Enseignement Moral et Civique (EMC)

Un projet en plusieurs temps autour de la prévention de la radicalisation

Par ISABELLE VALADE, publié le samedi 30 mars 2019 14:37 - Mis à jour le samedi 30 mars 2019 14:37
djihad.jpg

Un projet en plusieurs temps autour de la prévention de la radicalisation

https://www.afvt.org/wp-content/uploads/2019/03/2-640x480.jpg

 

Plusieurs actions ont été menées depuis le mois de janvier autour de cette  thématique préoccupante et qui peut représenter 1 danger pour nos élèves.

A l'initiative du service prévention de la mairie de l'Isle d'Abeau, 9 classes du lycée le 29 janvier ont assisté à la représentation de la pièce Djihad,  écrite par l'auteur  Ismail Saidi  qui raconte le départ de 3 Bruxellois  pour la   Syrie afin de  combattre aux côtés des autres djihadistes.

Cette odyssée tragi comique  les mènera à travers différentes villes et pays Homs, Istanbul, et leur permettra de découvrir les raisons qui les ont poussés chacun à partir,  faisant face à une réalité beaucoup moins idyllique  que prévue.

Ces 3 jeunes gens paumés qui prennent les armes cherchent du sens et sont en recherche d'identité. En bas des immeubles d'un quartier, assis sur un banc, Ben, Ismael  et Reda parlent de leur voyage imminent; ils partent en Syrie faire le Djihad; ces jeunes bruxellois désenchantés ne trouvent plus leur place dans leur société.

Ben vouait 1 passion à Elvis Presley, passion désapprouvée par son père; il finit par se tourner vers 1 Islam radical; Reda souhaitait épouser son amour d'enfance Valérie, une  non musulmane mais face à l'opposition de sa mère, il renonce; enfin Ismael lui rêvait de devenir un grand mangaka mais 1 jour l'iman de sa mosquée lui a dit que l'enfer est le sort qui attend les dessinateurs. Lui aussi, ne sachant rien faire d'autre se tourne vers une foi exacerbée. Une fois sur place, les contours de leur foi deviennent plus  flous et ils ne savent plus qui est  leur réel ennemi et  se rendent compte que leur pays est bien la Belgique, malgré ses imperfections.

Pour l'auteur,   ces 3 jeunes  nés comme lui dans un pays qui ne devait pas être le leur au départ, trouvent sur internet un Islam fast food qui va les mener au devant de grandes difficultés, de grandes souffrances et de réelles réflexions sur leur pratique de la religion. De ces 3 jeunes l'auteur dit qu'il aurait pu être comme eux, lui même ayant été en quête de sens , victime d'un vertige identitaire. Il a écrit cette pièce car il a vu des listes de noms circuler pour partir combattre en Afghanistan et il s'est demandé s'il aurait pu en faire partie. Il étudie les textes religieux,  le Coran et se rend compte  que tout ce qu'on lui a raconté n'y est pas.

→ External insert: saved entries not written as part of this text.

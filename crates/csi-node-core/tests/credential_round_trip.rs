//! Exercises the credential broker's `driver`-source provide/cleanup round
//! trip against a scratch directory, the way the Pod Mounter and Service
//! Mounter both invoke it ahead of a mount and a legacy unmount.

use csi_node_core::credentials::{self, AuthenticationSource, CleanupContext, MountKind, ProvideContext};

#[tokio::test]
async fn driver_source_materializes_and_cleans_up_profile_files() {
    std::env::set_var("AWS_ACCESS_KEY_ID", "AKIAEXAMPLE00000000");
    std::env::set_var("AWS_SECRET_ACCESS_KEY", "exampleSecretKeyValueForTestingOnly0000");

    let dir = tempfile::tempdir().unwrap();
    let ctx = ProvideContext {
        write_dir: dir.path().to_path_buf(),
        view_dir: dir.path().to_path_buf(),
        pod_uid: "pod-abc".to_string(),
        volume_id: "vol-123".to_string(),
        auth_source: AuthenticationSource::Driver,
        ..Default::default()
    };

    let (env, source) = credentials::provide(&ctx, None).await.unwrap();
    assert_eq!(source, AuthenticationSource::Driver);
    assert!(env.get("AWS_SHARED_CREDENTIALS_FILE").is_some());

    let prefix = "pod-abc-vol-123";
    let entries: Vec<_> = std::fs::read_dir(dir.path())
        .unwrap()
        .filter_map(|e| e.ok())
        .map(|e| e.file_name().to_string_lossy().to_string())
        .collect();
    assert!(entries.iter().any(|n| n.starts_with(prefix)), "expected credential files under prefix {prefix}, found {entries:?}");

    let cleanup_ctx = CleanupContext {
        write_dir: dir.path().to_path_buf(),
        pod_uid: "pod-abc".to_string(),
        volume_id: "vol-123".to_string(),
        mount_kind: MountKind::Pod,
    };
    credentials::cleanup(&cleanup_ctx).unwrap();

    let remaining: Vec<_> = std::fs::read_dir(dir.path()).unwrap().filter_map(|e| e.ok()).collect();
    assert!(remaining.is_empty(), "cleanup should remove every file it wrote");

    std::env::remove_var("AWS_ACCESS_KEY_ID");
    std::env::remove_var("AWS_SECRET_ACCESS_KEY");
}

Réelle catharsis, la pièce permet de lever les tabous sur les religions, de faire rire de  certains clichés car ces jeunes gens cherchent à travers cette guerre un idéal qui leur a été refusé à cause d'un dieu qui édicte des façons de s'habiller , de penser...

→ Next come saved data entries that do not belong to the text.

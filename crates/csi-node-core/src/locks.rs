//! Per-helper-pod lock table (component G): serializes the mount/unmount
//! sequence for a given helper pod without serializing unrelated helper
//! pods against each other.

use std::collections::HashMap;
use std::sync::{Arc, Mutex, MutexGuard};

struct Entry {
    mutex: Arc<tokio::sync::Mutex<()>>,
    refcount: usize,
}

/// A process-wide table of per-helper-pod mutexes. The map mutex is only
/// ever held across table mutations (insert/increment/decrement/remove),
/// never across the per-entry lock itself, so acquiring one helper pod's
/// lock never blocks behind another's in-flight mount.
#[derive(Default)]
pub struct LockTable {
    entries: Mutex<HashMap<String, Entry>>,
}

/// Holds one helper pod's lock for as long as it's alive; dropping it
/// releases the lock and, if this was the last holder, removes the table
/// entry.
pub struct LockGuard<'a> {
    table: &'a LockTable,
    name: String,
    // Held for the guard's lifetime; dropped (unlocking) before the table
    // entry's refcount is decremented.
    _permit: tokio::sync::OwnedMutexGuard<()>,
}

impl LockTable {
    pub fn new() -> Self {
        Self::default()
    }

    /// Acquires the lock for `name`, creating its table entry if absent.
    /// The entry's refcount is incremented under the map mutex before the
    /// (potentially slow) per-entry lock is awaited, so the entry is never
    /// deleted while a concurrent acquisition is in flight.
    pub async fn lock(&self, name: &str) -> LockGuard<'_> {
        let mutex = {
            let mut entries = self.lock_map();
            let entry = entries.entry(name.to_string()).or_insert_with(|| Entry { mutex: Arc::new(tokio::sync::Mutex::new(())), refcount: 0 });
            entry.refcount += 1;
            entry.mutex.clone()
        };

        let permit = mutex.lock_owned().await;
        LockGuard { table: self, name: name.to_string(), _permit: permit }
    }

    fn lock_map(&self) -> MutexGuard<'_, HashMap<String, Entry>> {
        self.entries.lock().expect("lock table mutex poisoned")
    }

    fn release(&self, name: &str) {
        let mut entries = self.lock_map();
        if let Some(entry) = entries.get_mut(name) {
            entry.refcount -= 1;
            if entry.refcount == 0 {
                entries.remove(name);
            }
        }
    }
}

impl Drop for LockGuard<'_> {
    fn drop(&mut self) {
        self.table.release(&self.name);
    }
}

Ismael SAIDI l'auteur prend le parti de faire tomber les murs entre les communautés et aspire entre rires et larmes  à un meilleur vivre ensemble. Cette représentation a suscité beaucoup d'enthousiasme et de réactions; quelques élèves interviewés par Radio France Isère à l'issue de la représentation en ont témoigné.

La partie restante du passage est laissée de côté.